* _WHAT NEEDS TO BE DONE_
The data below is to be returned in full and exactly.
[Start of section]
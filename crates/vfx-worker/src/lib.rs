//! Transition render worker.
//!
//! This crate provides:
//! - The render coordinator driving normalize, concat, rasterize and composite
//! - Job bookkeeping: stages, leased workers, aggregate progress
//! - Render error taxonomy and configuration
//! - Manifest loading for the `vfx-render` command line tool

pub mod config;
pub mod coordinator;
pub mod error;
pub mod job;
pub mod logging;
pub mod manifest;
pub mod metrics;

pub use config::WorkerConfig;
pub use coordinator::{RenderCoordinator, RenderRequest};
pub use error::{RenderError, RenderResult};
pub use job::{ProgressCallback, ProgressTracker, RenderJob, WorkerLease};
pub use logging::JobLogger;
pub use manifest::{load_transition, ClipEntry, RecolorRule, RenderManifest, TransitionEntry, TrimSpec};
[End of section]
* _ANSWER SPACE_
filename crates/vfx-worker/src/lib.rs
//! Transition render worker.
//!
//! This crate provides:
//! - The render coordinator driving normalize, concat, rasterize and composite
//! - Job bookkeeping: stages, leased workers, aggregate progress
//! - Render error taxonomy and configuration
//! - Manifest loading for the `vfx-render` command line tool

pub mod config;
pub mod coordinator;
pub mod error;
pub mod job;
pub mod logging;
pub mod manifest;
pub mod metrics;

pub use config::WorkerConfig;
pub use coordinator::{RenderCoordinator, RenderRequest};
pub use error::{RenderError, RenderResult};
pub use job::{ProgressCallback, ProgressTracker, RenderJob, WorkerLease};
pub use logging::JobLogger;
pub use manifest::{load_transition, ClipEntry, RecolorRule, RenderManifest, TransitionEntry, TrimSpec};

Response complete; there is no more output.